- REQUIRED ACTION -
From the entries below, reproduce exactly the line containing "out.execute(EnableMouseCapture)?;", the line containing "let frame_time = Duration::from_secs(1)", and every line in between, with nothing added.

___ DATASET RECORDS

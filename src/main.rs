mod display;

use std::fs::File;
use std::io::{stdout, BufWriter, Write};
use std::sync::mpsc;
use std::thread;
use std::time::{Duration, Instant};

use crossterm::{
    cursor,
    event::{
        self, DisableMouseCapture, EnableMouseCapture, Event, KeyboardEnhancementFlags,
        PopKeyboardEnhancementFlags, PushKeyboardEnhancementFlags,
    },
    terminal, ExecutableCommand,
};
use rand::rngs::StdRng;
use rand::{Rng, SeedableRng};

use dodge_shooter::audio::{AudioCues, TerminalBell};
use dodge_shooter::compute::{init_state, tick, GameState};
use dodge_shooter::config::GameConfig;
use dodge_shooter::effects::Effects;
use dodge_shooter::entities::GameStatus;
use dodge_shooter::error::GameError;
use dodge_shooter::events::{dispatch, EventSink, LogSink};
use dodge_shooter::sprites::SpriteSet;
use dodge_shooter::starfield::Starfield;
use dodge_shooter::terminal_input::TerminalInput;
use dodge_shooter::viewport::Viewport;

use display::Scene;

// ── Logging ───────────────────────────────────────────────────────────────────

/// The terminal belongs to the game while it runs, so the log goes to a file.
fn init_logging(cfg: &GameConfig) -> Result<(), GameError> {
    let file = File::create(&cfg.log_file)?;
    env_logger::Builder::from_env(env_logger::Env::default().default_filter_or("info"))
        .target(env_logger::Target::Pipe(Box::new(file)))
        .init();
    Ok(())
}

fn audio_cues(cfg: &GameConfig) -> AudioCues {
    if !cfg.audio {
        log::info!("audio disabled by config");
        return AudioCues::silent();
    }
    match TerminalBell::stderr() {
        Ok(bell) => AudioCues::new(Box::new(bell)),
        Err(e) => {
            log::warn!("{}; continuing without sound", e);
            AudioCues::silent()
        }
    }
}

// ── Game loop ─────────────────────────────────────────────────────────────────

/// Everything the loop owns besides the simulation.
struct Host {
    viewport: Viewport,
    input: TerminalInput,
    sprites: SpriteSet,
    stars: Starfield,
    effects: Effects,
    audio: AudioCues,
    log: LogSink,
}

/// Runs until the player quits.
///
/// One iteration is one fixed tick: drain pending terminal events into the
/// simulation, step it, hand its events to the presentation sinks, draw.
fn game_loop<W: Write>(
    out: &mut W,
    state: &mut GameState,
    host: &mut Host,
    rng: &mut StdRng,
    rx: &mpsc::Receiver<Event>,
    frame_time: Duration,
) -> std::io::Result<()> {
    let started = Instant::now();
    let mut frame: u64 = 0;

    loop {
        let frame_start = Instant::now();
        frame += 1;

        // ── Drain all pending input events (non-blocking) ─────────────────────
        while let Ok(ev) = rx.try_recv() {
            if let Event::Resize(cols, rows) = ev {
                host.viewport = Viewport::new(state.field_width, state.field_height, cols, rows);
                log::debug!("terminal resized to {}x{}", cols, rows);
                continue;
            }
            let at_ms = started.elapsed().as_millis() as u64;
            let translated = host.input.translate(&ev, frame, at_ms, &host.viewport);
            if translated.quit {
                log::info!("quit at score {}", state.score);
                return Ok(());
            }
            for input in &translated.events {
                state.feed(input);
            }
        }
        for input in host.input.expire(frame) {
            state.feed(&input);
        }

        tick(state, rng);
        host.effects.advance(state.clock());

        let mut sinks: [&mut dyn EventSink; 4] = [
            &mut host.log,
            &mut host.effects,
            &mut host.audio,
            &mut host.stars,
        ];
        dispatch(state.events(), &mut sinks);
        if state.status == GameStatus::Playing {
            host.stars.advance();
        }

        let scene = Scene {
            viewport: &host.viewport,
            sprites: &host.sprites,
            stars: &host.stars,
            effects: &host.effects,
        };
        display::render(out, state, &scene)?;

        let elapsed = frame_start.elapsed();
        if elapsed < frame_time {
            std::thread::sleep(frame_time - elapsed);
        }
    }
}

// ── Entry point ───────────────────────────────────────────────────────────────

fn main() -> Result<(), GameError> {
    let args: Vec<String> = std::env::args().collect();
    let cfg = GameConfig::from_args_or_env(&args)?;
    init_logging(&cfg)?;
    log::info!("starting with {:?}", cfg);

    let mut rng = match cfg.seed {
        Some(seed) => StdRng::seed_from_u64(seed),
        None => StdRng::from_entropy(),
    };

    let (cols, rows) = terminal::size()?;
    let mut host = Host {
        viewport: Viewport::new(cfg.field_width, cfg.field_height, cols, rows),
        input: TerminalInput::new(false),
        sprites: SpriteSet::load(cfg.sprite_dir.as_deref(), &mut rng),
        stars: Starfield::new(cfg.field_height),
        effects: Effects::new(rng.gen()),
        audio: audio_cues(&cfg),
        log: LogSink,
    };
    let mut state = init_state(&cfg);

    let raw_out = stdout();
    let mut out = BufWriter::new(raw_out);

    terminal::enable_raw_mode()?;
    out.execute(terminal::EnterAlternateScreen)?;
    out.execute(cursor::Hide)?;
    out.execute(EnableMouseCapture)?;

    // Request key-release (and key-repeat) events from the terminal.
    // Ghostty / kitty-protocol terminals support this; others fall back to
    // hold-window expiry.
    let keyboard_enhanced = terminal::supports_keyboard_enhancement().unwrap_or(false)
        && out
            .execute(PushKeyboardEnhancementFlags(
                KeyboardEnhancementFlags::REPORT_EVENT_TYPES,
            ))
            .is_ok();
    host.input = TerminalInput::new(keyboard_enhanced);
    log::info!(
        "terminal {}x{}, key release events: {}",
        cols,
        rows,
        keyboard_enhanced
    );

    // Dedicate a thread exclusively to blocking event reads, sending them
    // through a channel so the game loop never has to block on I/O.
    let (tx, rx) = mpsc::channel::<Event>();
    thread::spawn(move || loop {
        match event::read() {
            Ok(ev) => {
                if tx.send(ev).is_err() {
                    break; // receiver dropped → program exiting
                }
            }
            Err(_) => break,
        }
    });

    let frame_time = Duration::from_secs(1) / cfg.tick_hz;
    let result = game_loop(&mut out, &mut state, &mut host, &mut rng, &rx, frame_time);

    // Always restore the terminal
    if keyboard_enhanced {
        let _ = out.execute(PopKeyboardEnhancementFlags);
    }
    let _ = out.execute(DisableMouseCapture);
    let _ = out.execute(cursor::Show);
    let _ = out.execute(terminal::LeaveAlternateScreen);
    let _ = terminal::disable_raw_mode();

    if host.effects.dropped() > 0 || host.audio.failures() > 0 {
        log::info!(
            "effects dropped: {}, audio failures: {}",
            host.effects.dropped(),
            host.audio.failures()
        );
    }
    result.map_err(GameError::from)
}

______

- WRITTEN SOLUTION -
    out.execute(EnableMouseCapture)?;

    // Request key-release (and key-repeat) events from the terminal.
    // Ghostty / kitty-protocol terminals support this; others fall back to
    // hold-window expiry.
    let keyboard_enhanced = terminal::supports_keyboard_enhancement().unwrap_or(false)
        && out
            .execute(PushKeyboardEnhancementFlags(
                KeyboardEnhancementFlags::REPORT_EVENT_TYPES,
            ))
            .is_ok();
    host.input = TerminalInput::new(keyboard_enhanced);
    log::info!(
        "terminal {}x{}, key release events: {}",
        cols,
        rows,
        keyboard_enhanced
    );

    // Dedicate a thread exclusively to blocking event reads, sending them
    // through a channel so the game loop never has to block on I/O.
    let (tx, rx) = mpsc::channel::<Event>();
    thread::spawn(move || loop {
        match event::read() {
            Ok(ev) => {
                if tx.send(ev).is_err() {
                    break; // receiver dropped → program exiting
                }
            }
            Err(_) => break,
        }
    });

    let frame_time = Duration::from_secs(1) / cfg.tick_hz;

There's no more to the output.